Potential Molecular Mechanisms of 5-Aminolevulinic Acid Related to Acute Hepatic Porphyria via Transcriptome Profile Analysis

Abstract

Acute hepatic porphyrias (AHPs) are inherited metabolic diseases that cause decreased activity or synthesis of heme biosynthesis pathway enzymes, resulting in elevated levels of 5-aminolevulinic acid (5-ALA) or porphobilinogen (PBG) in urine, stool, plasma, and organs such as the liver and brain. Our review looks at the effects of 5-aminolevulinic acid (5-ALA) on the livers of people with acute intermittent porphyria (AIP), a hereditary metabolic condition. The study discovered that 5-ALA, an α-aminoketone, can cause apoptosis, DNA damage, mitochondrial malfunction, & altered expression of carcinogen-related proteins. The researchers employed DNA microarrays to investigate the transcriptional alterations and molecular pathways in HepG2 cells after being exposed to 5-ALA for 2 and 24 hours. The findings revealed that 5-ALA '25 mM-2h' increased 10 genes related to oxidative stress response & carcinogenesis.

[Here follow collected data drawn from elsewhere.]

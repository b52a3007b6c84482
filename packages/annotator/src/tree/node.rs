//! Node representation of the editable tree.

use crate::types::{Attributes, EntityKind};

/// Node identifier (index into the tree arena).
pub type NodeId = usize;

/// Role of an entity fragment within its annotation.
#[derive(Debug, Clone, Copy, PartialEq, Eq)]
pub enum Boundary {
    /// First fragment of a boundary-spanning entity.
    Start,
    /// Wrapped node strictly between start and end.
    Middle,
    /// Last fragment of a boundary-spanning entity.
    End,
    /// Single fragment acting as both start and end.
    Whole,
}

impl Boundary {
    #[must_use]
    pub fn is_start(&self) -> bool {
        matches!(self, Boundary::Start | Boundary::Whole)
    }

    #[must_use]
    pub fn is_end(&self) -> bool {
        matches!(self, Boundary::End | Boundary::Whole)
    }
}

/// Marks an element as (part of) an entity.
#[derive(Debug, Clone, PartialEq, Eq)]
pub struct EntityMarker {
    pub entity_id: String,
    pub kind: EntityKind,
    pub boundary: Boundary,
    /// Collapsed marker of a kind that owns its content (note, citation,
    /// keyword). The surface binds its re-edit hook to these.
    pub note: bool,
}

impl EntityMarker {
    #[must_use]
    pub fn new(entity_id: impl Into<String>, kind: EntityKind, boundary: Boundary) -> Self {
        Self {
            entity_id: entity_id.into(),
            kind,
            boundary,
            note: false,
        }
    }
}

/// An element of the editable tree.
#[derive(Debug, Clone, PartialEq, Eq, Default)]
pub struct Element {
    /// Schema element name. `None` for entity fragments that only exist in
    /// the editor.
    pub tag: Option<String>,
    /// Structure id, or the entity id for a single-fragment entity.
    pub id: Option<String>,
    pub entity: Option<EntityMarker>,
    pub attributes: Attributes,
    pub text_allowed: bool,
    pub inline: bool,
}

impl Element {
    /// A tag-bearing structural element.
    #[must_use]
    pub fn structural(tag: impl Into<String>, id: impl Into<String>) -> Self {
        Self {
            tag: Some(tag.into()),
            id: Some(id.into()),
            text_allowed: true,
            ..Default::default()
        }
    }

    /// An editor-only entity fragment.
    #[must_use]
    pub fn fragment(marker: EntityMarker) -> Self {
        Self {
            entity: Some(marker),
            text_allowed: true,
            inline: true,
            ..Default::default()
        }
    }

    #[must_use]
    pub fn with_attributes(mut self, attributes: Attributes) -> Self {
        self.attributes = attributes;
        self
    }

    #[must_use]
    pub fn with_inline(mut self, inline: bool) -> Self {
        self.inline = inline;
        self
    }

    #[must_use]
    pub fn with_text_allowed(mut self, text_allowed: bool) -> Self {
        self.text_allowed = text_allowed;
        self
    }

    #[must_use]
    pub fn entity_id(&self) -> Option<&str> {
        self.entity.as_ref().map(|marker| marker.entity_id.as_str())
    }
}

/// Payload of a tree node.
#[derive(Debug, Clone, PartialEq, Eq)]
pub enum NodeData {
    /// The editing surface's body, parent of the document root element.
    Body,
    Element(Element),
    Text(String),
}

/// A node in the arena.
#[derive(Debug, Clone)]
pub struct Node {
    pub data: NodeData,
    pub(crate) parent: Option<NodeId>,
    pub(crate) children: Vec<NodeId>,
}

impl Node {
    pub(crate) fn new(data: NodeData) -> Self {
        Self {
            data,
            parent: None,
            children: Vec::new(),
        }
    }
}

The study also discovered that 5-ALA '25 mM-24h' enhanced pathways implicated in drug detoxification, oxidative stress, DNA damage, cell death/survival, cell cycle, and mitochondrial malfunction. The findings might help to enhance the efficacy of current medicines & lead to the creation of new biomarkers and targets for AHP/AIP diagnosis, prognosis, as well as therapy methods.